As with any idyllic community, nothing could possibly be going on behind closed doors, and everything is just as it seems -- right? Wrong! What you see is not always what you get.

The community is in an uproar over some new neighbors -- who happen to be the first black family in Suburbicon. Residents have banded together to make it clear the new family isn't wanted. In fact, everyone in this purportedly perfect town has let their hair down, and the way they all look now is not pretty. They exhibit laser-like focus in their attempts to rid the town of the new neighbors, and they are vicious.
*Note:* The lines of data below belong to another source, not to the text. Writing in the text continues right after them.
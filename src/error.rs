use std::fmt;

use axum::{
    http::StatusCode,
    response::{IntoResponse, Response},
};

/// Errors a handler can fail with.
///
/// Each kind gets its own status code. Bodies are short plain text; storage
/// failures are logged in full but reported to the client generically.
#[derive(Debug)]
pub enum AppError {
    /// The request was well formed but its content is not acceptable.
    Validation(String),

    /// No todo with this id exists.
    NotFound(u64),

    /// The database failed to read, write or decode a row.
    Storage(anyhow::Error),
}

impl AppError {
    pub fn status(&self) -> StatusCode {
        match self {
            AppError::Validation(_) => StatusCode::UNPROCESSABLE_ENTITY,
            AppError::NotFound(_) => StatusCode::NOT_FOUND,
            AppError::Storage(_) => StatusCode::INTERNAL_SERVER_ERROR,
        }
    }
}

impl fmt::Display for AppError {
    fn fmt(&self, f: &mut fmt::Formatter<'_>) -> fmt::Result {
        match self {
            AppError::Validation(msg) => write!(f, "{msg}"),
            AppError::NotFound(id) => write!(f, "todo {id} not found"),
            AppError::Storage(err) => write!(f, "storage error: {err:#}"),
        }
    }
}

impl std::error::Error for AppError {}

// Driver errors surface through `?` as storage failures
impl From<anyhow::Error> for AppError {
    fn from(err: anyhow::Error) -> Self {
        AppError::Storage(err)
    }
}

impl IntoResponse for AppError {
    fn into_response(self) -> Response {
        let status = self.status();
        let body = match &self {
            AppError::Storage(_) => {
                tracing::error!(error = %self, "request failed");
                "internal server error".to_string()
            }
            _ => {
                tracing::warn!(error = %self, %status, "request rejected");
                self.to_string()
            }
        };
        (status, body).into_response()
    }
}

#[cfg(test)]
mod tests {
    use http_body_util::BodyExt;

    use super::*;

    #[test]
    fn status_per_kind() {
        assert_eq!(
            AppError::Validation("empty".into()).status(),
            StatusCode::UNPROCESSABLE_ENTITY
        );
        assert_eq!(AppError::NotFound(1).status(), StatusCode::NOT_FOUND);
        assert_eq!(
            AppError::from(anyhow::anyhow!("disk on fire")).status(),
            StatusCode::INTERNAL_SERVER_ERROR
        );
    }

    #[test]
    fn not_found_message_names_id() {
        assert_eq!(AppError::NotFound(12).to_string(), "todo 12 not found");
    }

    #[tokio::test]
    async fn storage_response_hides_cause() -> anyhow::Result<()> {
        let response = AppError::from(anyhow::anyhow!("disk on fire")).into_response();
        assert_eq!(response.status(), StatusCode::INTERNAL_SERVER_ERROR);
        let bytes = response.into_body().collect().await?.to_bytes();
        let body = String::from_utf8(bytes.to_vec())?;
        assert_eq!(body, "internal server error");
        assert!(!body.contains("disk on fire"));
        Ok(())
    }

    #[tokio::test]
    async fn not_found_response_names_id() -> anyhow::Result<()> {
        let response = AppError::NotFound(5).into_response();
        assert_eq!(response.status(), StatusCode::NOT_FOUND);
        let bytes = response.into_body().collect().await?.to_bytes();
        assert_eq!(String::from_utf8(bytes.to_vec())?, "todo 5 not found");
        Ok(())
    }
}
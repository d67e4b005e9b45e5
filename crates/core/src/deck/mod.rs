//! Single-writer deck controller
//!
//! Owns the profile store and the card stack engine on one task. Fetches run
//! elsewhere and report back through the controller's mailbox, so every
//! mutation of list, load state and drag session happens in one place.

pub mod controller;
pub mod view;

pub use controller::{DeckController, DeckHandle};
pub use view::{DeckPhase, DeckView};
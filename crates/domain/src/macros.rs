//! Macro for implementing Display and FromStr for outcome enums
//!
//! Used for enums that cross logging or serialization boundaries as plain
//! lowercase labels.
//!
//! # Example
//!
//! ```rust
//! use swipedeck_domain::impl_domain_status_conversions;
//!
//! #[derive(Debug, Clone, Copy, PartialEq, Eq)]
//! pub enum Side {
//!     Left,
//!     Right,
//! }
//!
//! impl_domain_status_conversions!(Side {
//!     Left => "left",
//!     Right => "right",
//! });
//!
//! assert_eq!(Side::Left.to_string(), "left");
//! assert_eq!("RIGHT".parse::<Side>(), Ok(Side::Right));
//! ```

/// Implements Display and FromStr traits for label enums
///
/// Display writes the mapped label; FromStr matches it case-insensitively
/// and reports the enum name on failure.
#[macro_export]
macro_rules! impl_domain_status_conversions {
    ($enum_name:ident { $($variant:ident => $str:expr),+ $(,)? }) => {
        impl std::fmt::Display for $enum_name {
            fn fmt(&self, f: &mut std::fmt::Formatter<'_>) -> std::fmt::Result {
                match self {
                    $(Self::$variant => write!(f, $str),)+
                }
            }
        }

        impl std::str::FromStr for $enum_name {
            type Err = String;

            fn from_str(s: &str) -> Result<Self, Self::Err> {
                match s.to_lowercase().as_str() {
                    $($str => Ok(Self::$variant),)+
                    _ => Err(format!("Invalid {}: {}", stringify!($enum_name), s)),
                }
            }
        }
    };
}
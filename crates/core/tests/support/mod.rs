//! Shared test helpers for `swipedeck-core` integration tests.
//!
//! Provides fetch doubles with controllable timing so tests can drive the
//! deck controller through load races deterministically.

#![allow(dead_code)]

pub mod fetchers;

use swipedeck_domain::{Profile, ProfileId};

/// Profiles with only their ids set, in the given (bottom-to-top) order.
pub fn profiles(ids: &[ProfileId]) -> Vec<Profile> {
    ids.iter().map(|&id| Profile::new(id).with_name(format!("user-{id}"))).collect()
}

/// Ids of a profile slice, bottom first.
pub fn ids(profiles: &[Profile]) -> Vec<ProfileId> {
    profiles.iter().map(|p| p.id).collect()
}
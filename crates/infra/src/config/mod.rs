//! Configuration loading
//!
//! Builds a validated [`swipedeck_domain::DeckConfig`] from environment
//! variables or files.

pub mod loader;

// Re-export commonly used items
pub use loader::{load, load_from_env, load_from_file, probe_config_paths};
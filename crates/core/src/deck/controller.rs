//! Deck controller - mailbox loop that serializes all deck mutations
//!
//! # Example
//!
//! ```no_run
//! use std::sync::Arc;
//!
//! use swipedeck_core::deck::DeckController;
//! use swipedeck_core::ProfileFetcher;
//! use swipedeck_domain::GestureConfig;
//!
//! # async fn example(fetcher: Arc<dyn ProfileFetcher>) -> swipedeck_domain::Result<()> {
//! let (deck, _task) = DeckController::spawn(fetcher, GestureConfig::default());
//! deck.load()?;
//! let ready = deck.wait_for_view(|view| view.phase.is_settled()).await?;
//! if let Some(top) = ready.top() {
//!     deck.drag_start(top.profile_id)?;
//!     deck.drag_changed(180.0, 4.0)?;
//!     deck.drag_ended()?;
//! }
//! # Ok(())
//! # }
//! ```

use std::sync::Arc;

use swipedeck_domain::{
    FetchError, GestureConfig, Profile, ProfileId, Result, SwipeDeckError, Translation,
};
use tokio::sync::{broadcast, mpsc, watch};
use tokio::task::JoinHandle;
use tracing::{debug, info, warn};

use super::view::{DeckPhase, DeckView};
use crate::engine::{CardStackEngine, DeckEvent, DragOutcome};
use crate::store::{LoadTicket, ProfileFetcher, ProfileStore, StoreSnapshot};

/// Messages accepted by the controller task
#[derive(Debug)]
enum Command {
    Load,
    Remove(ProfileId),
    DragStart(ProfileId),
    DragChanged(Translation),
    DragEnded,
    Tap(ProfileId),
    FetchCompleted { ticket: LoadTicket, result: std::result::Result<Vec<Profile>, FetchError> },
    Shutdown,
}

/// Owner of the store and engine.
///
/// Runs as a single tokio task; see [`DeckController::spawn`].
pub struct DeckController {
    store: ProfileStore,
    engine: CardStackEngine,
    fetcher: Arc<dyn ProfileFetcher>,
    inbox: mpsc::UnboundedReceiver<Command>,
    loopback: mpsc::WeakUnboundedSender<Command>,
    view: watch::Sender<DeckView>,
    revision: u64,
}

impl DeckController {
    /// Start the controller task.
    ///
    /// The task ends after [`DeckHandle::shutdown`], or once every handle is
    /// dropped and no fetch is still in flight.
    pub fn spawn(
        fetcher: Arc<dyn ProfileFetcher>,
        config: GestureConfig,
    ) -> (DeckHandle, JoinHandle<()>) {
        let (commands, inbox) = mpsc::unbounded_channel();
        let store = ProfileStore::new();
        let engine = CardStackEngine::new(config);
        let (view, view_rx) = watch::channel(DeckView::default());

        let handle = DeckHandle {
            commands: commands.clone(),
            view: view_rx,
            store: store.subscribe(),
            events: engine.event_sender(),
        };

        let controller = Self {
            store,
            engine,
            fetcher,
            inbox,
            loopback: commands.downgrade(),
            view,
            revision: 0,
        };
        let task = tokio::spawn(controller.run());

        (handle, task)
    }

    async fn run(mut self) {
        info!("deck controller started");
        while let Some(command) = self.inbox.recv().await {
            if matches!(command, Command::Shutdown) {
                break;
            }
            self.handle(command);
            self.publish();
        }
        info!("deck controller stopped");
    }

    fn handle(&mut self, command: Command) {
        match command {
            Command::Load => self.start_load(),
            Command::FetchCompleted { ticket, result } => self.store.complete_load(ticket, result),
            Command::Remove(id) => {
                self.store.remove(id);
            }
            Command::DragStart(id) => {
                self.engine.on_drag_start(self.store.profiles(), id);
            }
            Command::DragChanged(translation) => {
                self.engine.on_drag_change(translation);
            }
            Command::DragEnded => {
                if let Some(DragOutcome::Swiped { id, liked, forced, .. }) =
                    self.engine.on_drag_end(self.store.profiles())
                {
                    debug!(id, liked, forced, "removing swiped profile");
                    self.store.remove(id);
                }
            }
            Command::Tap(id) => {
                self.engine.on_tap(self.store.profiles(), id);
            }
            Command::Shutdown => {}
        }
    }

    fn start_load(&mut self) {
        let Some(reply) = self.loopback.upgrade() else {
            warn!("no handle left to deliver fetch result; skipping load");
            return;
        };
        let ticket = self.store.begin_load();
        let fetcher = Arc::clone(&self.fetcher);

        tokio::spawn(async move {
            let result = fetcher.fetch().await;
            if reply.send(Command::FetchCompleted { ticket, result }).is_err() {
                debug!(ticket = ticket.value(), "controller stopped before fetch completed");
            }
        });
    }

    fn publish(&mut self) {
        self.revision += 1;
        let profiles = self.store.profiles();
        let load_state = self.store.load_state();
        let view = DeckView {
            phase: DeckPhase::derive(load_state, !profiles.is_empty()),
            cards: self.engine.render(profiles),
            load_error: load_state.error_message(),
            revision: self.revision,
        };
        self.view.send_replace(view);
    }
}

/// Cloneable front door to a running [`DeckController`]
#[derive(Clone)]
pub struct DeckHandle {
    commands: mpsc::UnboundedSender<Command>,
    view: watch::Receiver<DeckView>,
    store: watch::Receiver<StoreSnapshot>,
    events: broadcast::Sender<DeckEvent>,
}

impl DeckHandle {
    /// Request a (re)fetch of the profile list
    pub fn load(&self) -> Result<()> {
        self.send(Command::Load)
    }

    /// Remove a profile by id; absent ids are ignored
    pub fn remove(&self, id: ProfileId) -> Result<()> {
        self.send(Command::Remove(id))
    }

    pub fn drag_start(&self, id: ProfileId) -> Result<()> {
        self.send(Command::DragStart(id))
    }

    pub fn drag_changed(&self, dx: f64, dy: f64) -> Result<()> {
        self.send(Command::DragChanged(Translation::new(dx, dy)))
    }

    pub fn drag_ended(&self) -> Result<()> {
        self.send(Command::DragEnded)
    }

    pub fn tap(&self, id: ProfileId) -> Result<()> {
        self.send(Command::Tap(id))
    }

    /// Stop the controller after already queued commands
    pub fn shutdown(&self) -> Result<()> {
        self.send(Command::Shutdown)
    }

    /// Latest published render snapshot
    pub fn view(&self) -> DeckView {
        self.view.borrow().clone()
    }

    pub fn subscribe_view(&self) -> watch::Receiver<DeckView> {
        self.view.clone()
    }

    /// Latest store snapshot (list plus load state)
    pub fn store_snapshot(&self) -> StoreSnapshot {
        self.store.borrow().clone()
    }

    pub fn subscribe_store(&self) -> watch::Receiver<StoreSnapshot> {
        self.store.clone()
    }

    /// Removal and selection announcements
    pub fn subscribe_events(&self) -> broadcast::Receiver<DeckEvent> {
        self.events.subscribe()
    }

    /// Wait until a published view satisfies `predicate`.
    ///
    /// # Errors
    /// Returns `SwipeDeckError::Internal` if the controller stops first.
    pub async fn wait_for_view(&self, predicate: impl FnMut(&DeckView) -> bool) -> Result<DeckView> {
        let mut rx = self.view.clone();
        let view = rx.wait_for(predicate).await.map_err(|_| controller_stopped())?;
        Ok(view.clone())
    }

    fn send(&self, command: Command) -> Result<()> {
        self.commands.send(command).map_err(|_| controller_stopped())
    }
}

fn controller_stopped() -> SwipeDeckError {
    SwipeDeckError::Internal("deck controller is not running".into())
}
//! Runtime context - wires configuration, fetcher and deck controller

use std::sync::Arc;
use std::time::Duration;

use swipedeck_core::{DeckController, DeckHandle, ProfileFetcher};
use swipedeck_domain::{DeckConfig, Result, SwipeDeckError};
use tokio::task::JoinHandle;

use crate::fetcher::HttpProfileFetcher;

const SHUTDOWN_TIMEOUT: Duration = Duration::from_secs(5);

/// Type alias for the fetcher port trait object
type DynProfileFetcher = dyn ProfileFetcher + 'static;

/// Running deck plus the dependencies it was built from
pub struct DeckRuntime {
    pub config: DeckConfig,
    pub fetcher: Arc<DynProfileFetcher>,
    deck: DeckHandle,
    task: JoinHandle<()>,
}

impl DeckRuntime {
    /// Validate `config`, build the HTTP fetcher and spawn the controller.
    ///
    /// Must be called from within a tokio runtime.
    ///
    /// # Errors
    /// Returns `SwipeDeckError::Config` for an invalid configuration or
    /// `SwipeDeckError::Network` if the HTTP client cannot be built.
    pub fn start(config: DeckConfig) -> Result<Self> {
        config.validate()?;
        let fetcher: Arc<DynProfileFetcher> = Arc::new(HttpProfileFetcher::from_config(&config.fetch)?);
        Ok(Self::start_with_fetcher(config, fetcher))
    }

    /// Spawn the controller around an already-built fetcher.
    pub fn start_with_fetcher(config: DeckConfig, fetcher: Arc<DynProfileFetcher>) -> Self {
        let (deck, task) = DeckController::spawn(Arc::clone(&fetcher), config.gesture);
        tracing::info!(
            endpoint = %config.fetch.endpoint,
            page_size = config.fetch.page_size,
            "deck runtime started"
        );
        Self { config, fetcher, deck, task }
    }

    /// Handle for issuing commands and reading views
    pub fn deck(&self) -> &DeckHandle {
        &self.deck
    }

    /// Stop the controller and wait for its task to finish.
    ///
    /// # Errors
    /// Returns `SwipeDeckError::Internal` if the task panicked or did not
    /// stop in time.
    pub async fn shutdown(self) -> Result<()> {
        // Already stopped is fine; the join below reports real failures.
        let _ = self.deck.shutdown();

        tokio::time::timeout(SHUTDOWN_TIMEOUT, self.task)
            .await
            .map_err(|_| {
                tracing::error!(timeout_secs = SHUTDOWN_TIMEOUT.as_secs(), "deck shutdown timed out");
                SwipeDeckError::Internal("deck controller did not stop in time".into())
            })?
            .map_err(|err| SwipeDeckError::Internal(format!("deck controller task failed: {err}")))?;

        tracing::info!("deck runtime stopped");
        Ok(())
    }
}
//! # SwipeDeck Core
//!
//! Pure interaction logic - no infrastructure dependencies.
//!
//! This crate contains:
//! - The profile store and its fetch port
//! - The card stack engine (layout and drag state machine)
//! - The single-writer deck controller that wires them together
//!
//! ## Architecture Principles
//! - Only depends on `swipedeck-domain`
//! - No HTTP or platform code
//! - External fetching via the [`ProfileFetcher`] trait
//! - Engine decisions are pure; mutation happens in the store

pub mod deck;
pub mod engine;
pub mod store;

// Re-export specific items to avoid ambiguity
pub use deck::{DeckController, DeckHandle, DeckPhase, DeckView};
pub use engine::{
    stack_geometry, CardGeometry, CardStackEngine, DeckEvent, DragOutcome, DragSession, DragVisual,
};
pub use store::{LoadTicket, ProfileFetcher, ProfileStore, StoreSnapshot};
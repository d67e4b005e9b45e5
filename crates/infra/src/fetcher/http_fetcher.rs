//! Remote list fetcher
//!
//! Issues `GET {endpoint}?limit={page_size}` and decodes the body as a JSON
//! array of profiles. Any record the decoder rejects fails the whole batch.

use std::time::Duration;

use async_trait::async_trait;
use reqwest::Method;
use swipedeck_core::ProfileFetcher;
use swipedeck_domain::{FetchConfig, FetchError, Profile, Result};
use tracing::{debug, instrument, warn};
use url::Url;

use crate::errors::conversions::status_message;
use crate::errors::IntoFetchError;
use crate::http::HttpClient;

/// `ProfileFetcher` backed by the HTTP list endpoint
#[derive(Clone)]
pub struct HttpProfileFetcher {
    client: HttpClient,
    endpoint: String,
    page_size: u32,
}

impl HttpProfileFetcher {
    pub fn new(client: HttpClient, endpoint: impl Into<String>, page_size: u32) -> Self {
        Self { client, endpoint: endpoint.into(), page_size }
    }

    /// Build the fetcher and its transport from configuration.
    ///
    /// The endpoint itself is only parsed per request, so a malformed value
    /// surfaces as `FetchError::InvalidUrl` from [`ProfileFetcher::fetch`].
    ///
    /// # Errors
    /// Returns `SwipeDeckError::Network` if the HTTP client cannot be built.
    pub fn from_config(config: &FetchConfig) -> Result<Self> {
        let mut builder = HttpClient::builder()
            .timeout(Duration::from_secs(config.timeout_secs))
            .max_attempts(config.max_attempts);
        if let Some(agent) = &config.user_agent {
            builder = builder.user_agent(agent.clone());
        }
        Ok(Self::new(builder.build()?, config.endpoint.clone(), config.page_size))
    }

    pub fn endpoint(&self) -> &str {
        &self.endpoint
    }

    pub fn page_size(&self) -> u32 {
        self.page_size
    }

    /// Endpoint with the `limit` query parameter appended.
    ///
    /// # Errors
    /// `FetchError::InvalidUrl` when the endpoint does not parse or is not
    /// http(s).
    pub fn request_url(&self) -> std::result::Result<Url, FetchError> {
        let mut url = Url::parse(&self.endpoint).map_err(IntoFetchError::into_fetch_error)?;
        if !matches!(url.scheme(), "http" | "https") {
            return Err(FetchError::InvalidUrl(format!(
                "unsupported scheme '{}' in {}",
                url.scheme(),
                self.endpoint
            )));
        }
        url.query_pairs_mut().append_pair("limit", &self.page_size.to_string());
        Ok(url)
    }
}

#[async_trait]
impl ProfileFetcher for HttpProfileFetcher {
    #[instrument(skip(self), fields(endpoint = %self.endpoint, limit = self.page_size))]
    async fn fetch(&self) -> std::result::Result<Vec<Profile>, FetchError> {
        let url = self.request_url()?;
        let response = self.client.send(self.client.request(Method::GET, url)).await?;

        let status = response.status();
        if !status.is_success() {
            warn!(%status, "profile list request rejected");
            return Err(FetchError::Transport(status_message(status)));
        }

        let body = response.bytes().await.map_err(IntoFetchError::into_fetch_error)?;
        let profiles: Vec<Profile> =
            serde_json::from_slice(&body).map_err(IntoFetchError::into_fetch_error)?;

        debug!(count = profiles.len(), "profile list decoded");
        Ok(profiles)
    }
}
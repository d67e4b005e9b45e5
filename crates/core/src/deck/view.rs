//! Render snapshot published to the presentation layer

use serde::Serialize;
use swipedeck_domain::constants::EXHAUSTED_MESSAGE;
use swipedeck_domain::LoadState;

use crate::engine::CardGeometry;

/// What the screen should show as a whole
#[derive(Debug, Clone, Default, PartialEq, Eq, Serialize)]
#[serde(tag = "phase", rename_all = "snake_case")]
pub enum DeckPhase {
    /// Nothing requested yet
    #[default]
    Idle,
    /// A fetch is in flight; show the progress indicator
    Loading,
    /// Cards are available
    Ready,
    /// Loaded and every card has been swiped away
    Exhausted,
    /// Loaded with an error and nothing to show
    Failed { message: String },
}

impl DeckPhase {
    /// Derive the phase from the store state.
    ///
    /// A failed refresh over an existing stack keeps showing the cards.
    pub fn derive(load_state: &LoadState, has_cards: bool) -> Self {
        match load_state {
            LoadState::Idle => Self::Idle,
            LoadState::Loading => Self::Loading,
            LoadState::Loaded(_) if has_cards => Self::Ready,
            LoadState::Loaded(None) => Self::Exhausted,
            LoadState::Loaded(Some(err)) => Self::Failed { message: err.to_string() },
        }
    }

    /// True once a load has completed, successfully or not
    pub fn is_settled(&self) -> bool {
        matches!(self, Self::Ready | Self::Exhausted | Self::Failed { .. })
    }
}

/// Everything the view needs for one frame
#[derive(Debug, Clone, Default, PartialEq, Serialize)]
pub struct DeckView {
    pub phase: DeckPhase,
    /// Bottom card first, top card last
    pub cards: Vec<CardGeometry>,
    /// Message from the last failed fetch, even when cards are still shown
    pub load_error: Option<String>,
    pub revision: u64,
}

impl DeckView {
    /// Text for the empty state, once the deck has been exhausted.
    pub fn empty_message(&self) -> Option<&'static str> {
        matches!(self.phase, DeckPhase::Exhausted).then_some(EXHAUSTED_MESSAGE)
    }

    pub fn top(&self) -> Option<&CardGeometry> {
        self.cards.iter().find(|card| card.interactive)
    }

    pub fn interactive_count(&self) -> usize {
        self.cards.iter().filter(|card| card.interactive).count()
    }
}
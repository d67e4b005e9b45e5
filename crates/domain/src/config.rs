//! Configuration management

use serde::{Deserialize, Serialize};
use url::Url;

use crate::constants::{
    DEFAULT_FETCH_ATTEMPTS, DEFAULT_HTTP_TIMEOUT_SECS, DEFAULT_LIST_ENDPOINT, DEFAULT_PAGE_SIZE,
    DEFAULT_SWIPE_THRESHOLD, DEFAULT_TAP_SLOP,
};
use crate::errors::{Result, SwipeDeckError};

/// Application configuration
#[derive(Debug, Clone, PartialEq, Serialize, Deserialize)]
#[serde(default)]
pub struct DeckConfig {
    pub fetch: FetchConfig,
    pub gesture: GestureConfig,
    pub log_level: String,
}

/// Profile list endpoint configuration
#[derive(Debug, Clone, PartialEq, Eq, Serialize, Deserialize)]
#[serde(default)]
pub struct FetchConfig {
    /// List endpoint without query string
    pub endpoint: String,
    /// Value sent as the `limit` query parameter
    pub page_size: u32,
    pub timeout_secs: u64,
    /// Total attempts made by the transport (1 = no retry)
    pub max_attempts: usize,
    pub user_agent: Option<String>,
}

/// Swipe gesture tuning
#[derive(Debug, Clone, Copy, PartialEq, Serialize, Deserialize)]
#[serde(default)]
pub struct GestureConfig {
    /// Horizontal distance beyond which a drag resolves into like/pass
    pub swipe_threshold: f64,
    /// Maximum displacement for a gesture to still count as a tap
    pub tap_slop: f64,
}

impl Default for DeckConfig {
    fn default() -> Self {
        Self {
            fetch: FetchConfig::default(),
            gesture: GestureConfig::default(),
            log_level: "info".to_string(),
        }
    }
}

impl Default for FetchConfig {
    fn default() -> Self {
        Self {
            endpoint: DEFAULT_LIST_ENDPOINT.to_string(),
            page_size: DEFAULT_PAGE_SIZE,
            timeout_secs: DEFAULT_HTTP_TIMEOUT_SECS,
            max_attempts: DEFAULT_FETCH_ATTEMPTS,
            user_agent: None,
        }
    }
}

impl Default for GestureConfig {
    fn default() -> Self {
        Self { swipe_threshold: DEFAULT_SWIPE_THRESHOLD, tap_slop: DEFAULT_TAP_SLOP }
    }
}

impl DeckConfig {
    /// Check every section, returning the first problem found.
    ///
    /// # Errors
    /// Returns `SwipeDeckError::Config` describing the offending field.
    pub fn validate(&self) -> Result<()> {
        self.fetch.validate()?;
        self.gesture.validate()
    }
}

impl FetchConfig {
    /// # Errors
    /// Returns `SwipeDeckError::Config` for a zero page size, zero attempts,
    /// a zero timeout, or an endpoint that is not an absolute http(s) URL.
    pub fn validate(&self) -> Result<()> {
        if self.page_size == 0 {
            return Err(SwipeDeckError::Config("page_size must be at least 1".into()));
        }
        if self.max_attempts == 0 {
            return Err(SwipeDeckError::Config("max_attempts must be at least 1".into()));
        }
        if self.timeout_secs == 0 {
            return Err(SwipeDeckError::Config("timeout_secs must be at least 1".into()));
        }
        let url = Url::parse(&self.endpoint).map_err(|e| {
            SwipeDeckError::Config(format!("Invalid endpoint '{}': {}", self.endpoint, e))
        })?;
        match url.scheme() {
            "http" | "https" => Ok(()),
            other => Err(SwipeDeckError::Config(format!("Unsupported endpoint scheme: {other}"))),
        }
    }
}

impl GestureConfig {
    /// # Errors
    /// Returns `SwipeDeckError::Config` unless the threshold is a positive
    /// finite distance and the tap slop is finite and non-negative.
    pub fn validate(&self) -> Result<()> {
        if !self.swipe_threshold.is_finite() || self.swipe_threshold <= 0.0 {
            return Err(SwipeDeckError::Config(format!(
                "swipe_threshold must be positive, got {}",
                self.swipe_threshold
            )));
        }
        if !self.tap_slop.is_finite() || self.tap_slop < 0.0 {
            return Err(SwipeDeckError::Config(format!(
                "tap_slop must not be negative, got {}",
                self.tap_slop
            )));
        }
        Ok(())
    }
}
While everyone is focusing their anger at the change next door, Gardner Lodge (Matt Damon) is still recovering from the car accident that placed his wife Rose in a wheelchair. If that's not bad enough, his family experiences a home invasion that results in Rose's death. Life doesn't seem as peaceful as one would imagine in the the Lodge domicile.

As Lodge copes with the death, Margaret, Rose's twin sister (Julianne Moore), moves in to help keep the family together. Lodge and his son Nicky (Noah Jupe) welcome Margaret and try to move forward. But there is more at play than meets the eye. Will anyone notice?

Since this film is written in part by Joel and Ethan Coen, who shared the screen credits with Clooney and Grant Heslov, you immediately know there is more going on beneath the surface. There is humor in a largely darker social context here. Much of the early reaction to the new neighbors feels uncomfortable and, in fact, this plot point seems almost hidden in the trailers. I won't go into specifics here, either, because it shocks and sets a tone for the film.

That tone is what stuck with me long after the film concluded. Although my initial reaction was one of disappointment, I now really want to experience it again with a fresh mindset. The social commentary layered into this film is the star. It's a commentary on the visceral fear we hold without a rational foundation -- and at the same time an examination of the flawed belief that everyone around us has no problems or issues that lie behind their seemingly perfect exterior.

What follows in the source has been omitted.